I’ve done a lot of embroidery on paper, but I couldn’t remember ever trying French Knots, also called Seed Stitch. My mandala papers are fairly sturdy, so I painted one, inspired by Monet, and searched through my embroidery floss boxes for similar colors.

Besides their practical and decorative uses, knots can symbolize many things, from the vows of marriage, to a puzzle to be solved. They are connected to threads of all kinds, and thus the interweavings that form and support all of life.

The French Knot is a simple stitch–wind the floss 3 times around the needle and reinsert it into the hole made by bringing the thread to the surface–but like many simple things, it’s easy to become tangled up if you aren’t paying attention. Something that applies to all creative endeavors involving fibers.

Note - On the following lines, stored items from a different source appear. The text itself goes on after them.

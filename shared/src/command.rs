//! Command parser
//!
//! Turns a raw command string such as `AALRRA` into a validated
//! [`CommandSequence`]. Parsing is all-or-nothing: the first character
//! outside the alphabet rejects the whole input.

use serde::{Deserialize, Serialize};
use std::fmt;
use thiserror::Error;

/// One primitive drone instruction
#[derive(Debug, Clone, Copy, PartialEq, Eq, Hash)]
pub enum CommandToken {
    /// `A`: move one cell in the current heading
    Advance,
    /// `L`: rotate 90 degrees counter-clockwise
    TurnLeft,
    /// `R`: rotate 90 degrees clockwise
    TurnRight,
}

impl CommandToken {
    pub fn from_char(c: char) -> Option<Self> {
        match c {
            'A' => Some(CommandToken::Advance),
            'L' => Some(CommandToken::TurnLeft),
            'R' => Some(CommandToken::TurnRight),
            _ => None,
        }
    }

    pub fn as_char(self) -> char {
        match self {
            CommandToken::Advance => 'A',
            CommandToken::TurnLeft => 'L',
            CommandToken::TurnRight => 'R',
        }
    }
}

/// Error raised when a command input contains something other than `A`, `L` or `R`
#[derive(Error, Debug, Clone, PartialEq, Eq)]
pub enum CommandParseError {
    #[error("Invalid command {character:?} at index {index}")]
    InvalidToken { index: usize, character: char },

    #[error("Invalid command element {element:?} at index {index}: expected exactly one of A, L, R")]
    InvalidElement { index: usize, element: String },
}

impl CommandParseError {
    /// Index of the offending character (string form) or element (list form)
    pub fn index(&self) -> usize {
        match self {
            CommandParseError::InvalidToken { index, .. } => *index,
            CommandParseError::InvalidElement { index, .. } => *index,
        }
    }
}

/// Ordered list of command tokens. Order is execution order.
#[derive(Debug, Clone, Default, PartialEq, Eq)]
pub struct CommandSequence {
    tokens: Vec<CommandToken>,
}

impl CommandSequence {
    pub fn new(tokens: Vec<CommandToken>) -> Self {
        Self { tokens }
    }

    /// Parse a command string. Case-sensitive; whitespace is rejected.
    /// The empty string is a valid no-op sequence.
    pub fn parse(raw: &str) -> Result<Self, CommandParseError> {
        let tokens = raw
            .chars()
            .enumerate()
            .map(|(index, character)| {
                CommandToken::from_char(character)
                    .ok_or(CommandParseError::InvalidToken { index, character })
            })
            .collect::<Result<Vec<_>, _>>()?;

        Ok(Self { tokens })
    }

    /// Parse the list form, one single-character command per element
    pub fn from_elements<S: AsRef<str>>(elements: &[S]) -> Result<Self, CommandParseError> {
        let mut tokens = Vec::with_capacity(elements.len());

        for (index, element) in elements.iter().enumerate() {
            let element = element.as_ref();
            let mut chars = element.chars();
            let token = match (chars.next(), chars.next()) {
                (Some(c), None) => CommandToken::from_char(c),
                _ => None,
            };

            match token {
                Some(token) => tokens.push(token),
                None => {
                    return Err(CommandParseError::InvalidElement {
                        index,
                        element: element.to_string(),
                    })
                }
            }
        }

        Ok(Self { tokens })
    }

    pub fn tokens(&self) -> &[CommandToken] {
        &self.tokens
    }

    pub fn len(&self) -> usize {
        self.tokens.len()
    }

    pub fn is_empty(&self) -> bool {
        self.tokens.is_empty()
    }

    pub fn iter(&self) -> impl Iterator<Item = (usize, CommandToken)> + '_ {
        self.tokens.iter().copied().enumerate()
    }
}

impl fmt::Display for CommandSequence {
    fn fmt(&self, f: &mut fmt::Formatter<'_>) -> fmt::Result {
        for token in &self.tokens {
            write!(f, "{}", token.as_char())?;
        }
        Ok(())
    }
}

/// Commands as they arrive on the wire: either `"AALR"` or `["A", "A", "L", "R"]`
#[derive(Debug, Clone, PartialEq, Eq, Serialize, Deserialize)]
#[serde(untagged)]
pub enum CommandInput {
    Text(String),
    Elements(Vec<String>),
}

impl CommandInput {
    pub fn parse(&self) -> Result<CommandSequence, CommandParseError> {
        match self {
            CommandInput::Text(raw) => CommandSequence::parse(raw),
            CommandInput::Elements(elements) => CommandSequence::from_elements(elements),
        }
    }
}

impl From<&str> for CommandInput {
    fn from(raw: &str) -> Self {
        CommandInput::Text(raw.to_string())
    }
}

I’ve used the Badger’s Hexastitch form for my poem.

synergies

nina birthday mandala s

bejeweled
with eyes reflecting
mysteries
blossoming
in every season day and night
and on each new hour–

embryos
in expectation
of bursting
into song,
nestled in the openings
between yes and no–

shall we dance?
the shadows linger,
dissolving
into dusk–
and still our bodies listen
and repeat, reply,

riding dreams
past waves of darkness,
not asking
how each sky
contains the endlessness of
spinning leaping light–

claiming wings
invisible yet
tangible,
our steps rise
following silent music,
orchestrated flight

that repeats,
always being born
perfectly
uncontained–
we have been cast out like seeds–
resplendent, alive

A shadorma chain for Merril’s prompt at dVerse, connections, and Brendan’s earthweal challenge, entanglement. With more art from the archives.

Aliens

You meet me only on your own terms, describe me and put me into categories based on the systems created by the human mind.  You expect me to respond like you do, refusing to grant intelligence or even sentience to my interactions with others of my species, with the world I know, inhabit, understand.  You deny me even the dignity of knowing who I am.

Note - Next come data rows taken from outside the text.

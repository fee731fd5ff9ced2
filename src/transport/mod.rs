pub mod tcp;
pub mod traits;

pub use tcp::TcpConnector;
pub use traits::{TransportConnector, TransportStream};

The sea calls to you—it is where you came from, what you carry in the cells that form your body.  Before history begin, we were all one.  You believe in your own superiority, the pinnacle of a tree with many branches that was seeded in the ocean.  But the branches are subtle, complex.  Our paths are so divergent they intersect only on completely different layers of reality.

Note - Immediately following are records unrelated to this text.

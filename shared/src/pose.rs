//! Orientation and pose value types
//!
//! A pose is the complete state of a drone on its matrix. Poses are plain
//! `Copy` values: every successful step produces a new one.

use serde::{Deserialize, Serialize};
use std::fmt;
use std::str::FromStr;

/// Compass heading of a drone. Cycles N -> E -> S -> W -> N when turning right.
#[derive(Debug, Clone, Copy, PartialEq, Eq, Hash, Serialize, Deserialize)]
pub enum Orientation {
    #[serde(rename = "N")]
    North,
    #[serde(rename = "E")]
    East,
    #[serde(rename = "S")]
    South,
    /// Part of the fleet's client code labels west "O" (Ouest); accepted on input only.
    #[serde(rename = "W", alias = "O")]
    West,
}

impl Orientation {
    pub const ALL: [Orientation; 4] = [
        Orientation::North,
        Orientation::East,
        Orientation::South,
        Orientation::West,
    ];

    /// Rotate 90 degrees clockwise
    pub fn turn_right(self) -> Self {
        match self {
            Orientation::North => Orientation::East,
            Orientation::East => Orientation::South,
            Orientation::South => Orientation::West,
            Orientation::West => Orientation::North,
        }
    }

    /// Rotate 90 degrees counter-clockwise
    pub fn turn_left(self) -> Self {
        match self {
            Orientation::North => Orientation::West,
            Orientation::West => Orientation::South,
            Orientation::South => Orientation::East,
            Orientation::East => Orientation::North,
        }
    }

    /// Unit offset of one advance in this heading, as (dx, dy)
    pub fn delta(self) -> (i8, i8) {
        match self {
            Orientation::North => (0, 1),
            Orientation::East => (1, 0),
            Orientation::South => (0, -1),
            Orientation::West => (-1, 0),
        }
    }

    pub fn as_char(self) -> char {
        match self {
            Orientation::North => 'N',
            Orientation::East => 'E',
            Orientation::South => 'S',
            Orientation::West => 'W',
        }
    }
}

impl fmt::Display for Orientation {
    fn fmt(&self, f: &mut fmt::Formatter<'_>) -> fmt::Result {
        write!(f, "{}", self.as_char())
    }
}

/// Error for an orientation label outside N/E/S/W (and the west alias O)
#[derive(Debug, Clone, PartialEq, Eq, thiserror::Error)]
#[error("Unknown orientation label: {0:?}")]
pub struct UnknownOrientation(pub String);

impl FromStr for Orientation {
    type Err = UnknownOrientation;

    fn from_str(s: &str) -> Result<Self, Self::Err> {
        match s {
            "N" => Ok(Orientation::North),
            "E" => Ok(Orientation::East),
            "S" => Ok(Orientation::South),
            "W" | "O" => Ok(Orientation::West),
            other => Err(UnknownOrientation(other.to_string())),
        }
    }
}

/// Position and heading of a drone at one point in time
#[derive(Debug, Clone, Copy, PartialEq, Eq, Hash, Serialize, Deserialize)]
pub struct Pose {
    pub x: u32,
    pub y: u32,
    pub orientation: Orientation,
}

impl Pose {
    pub fn new(x: u32, y: u32, orientation: Orientation) -> Self {
        Self { x, y, orientation }
    }

    pub fn turned_left(self) -> Self {
        Self {
            orientation: self.orientation.turn_left(),
            ..self
        }
    }

    pub fn turned_right(self) -> Self {
        Self {
            orientation: self.orientation.turn_right(),
            ..self
        }
    }

    /// Cell one step ahead, or `None` when that step would go below zero
    /// or past `u32::MAX`. Upper bounds are the matrix's business.
    pub fn cell_ahead(&self) -> Option<(u32, u32)> {
        let (dx, dy) = self.orientation.delta();
        let x = self.x.checked_add_signed(dx as i32)?;
        let y = self.y.checked_add_signed(dy as i32)?;
        Some((x, y))
    }

    pub fn same_cell(&self, other: &Pose) -> bool {
        self.x == other.x && self.y == other.y
    }
}

impl fmt::Display for Pose {
    fn fmt(&self, f: &mut fmt::Formatter<'_>) -> fmt::Result {
        write!(f, "({}, {}, {})", self.x, self.y, self.orientation)
    }
}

You consider the possibilities; I am all potential.  You struggle to reconcile body and mind; my brain is everywhere in my body, fully integrated into my entire being. We have no physical equivalence.  What makes you think your dreams are better, or more real?

what is a thought?  can
words capture it?  images,
colors, patterns—this

is music—transformations
into chords of utter joy

It took me awhile to figure out what animal to give a voice to for the earthweal challenge this week from Sherry, when animals speak. But I kept going back in my mind to a book I read last year by Peter Godfrey Smith, Other Minds, about the octopus but also about how life came to be. Cephalopods are truly alien forms of life.

They are their own canvas, their own clay, with malleable bodies that can change their skin both in color and pattern. Their mind is located throughout their body and arms, and they seem to both learn and play. Is it possible to ever truly understand their consciousness?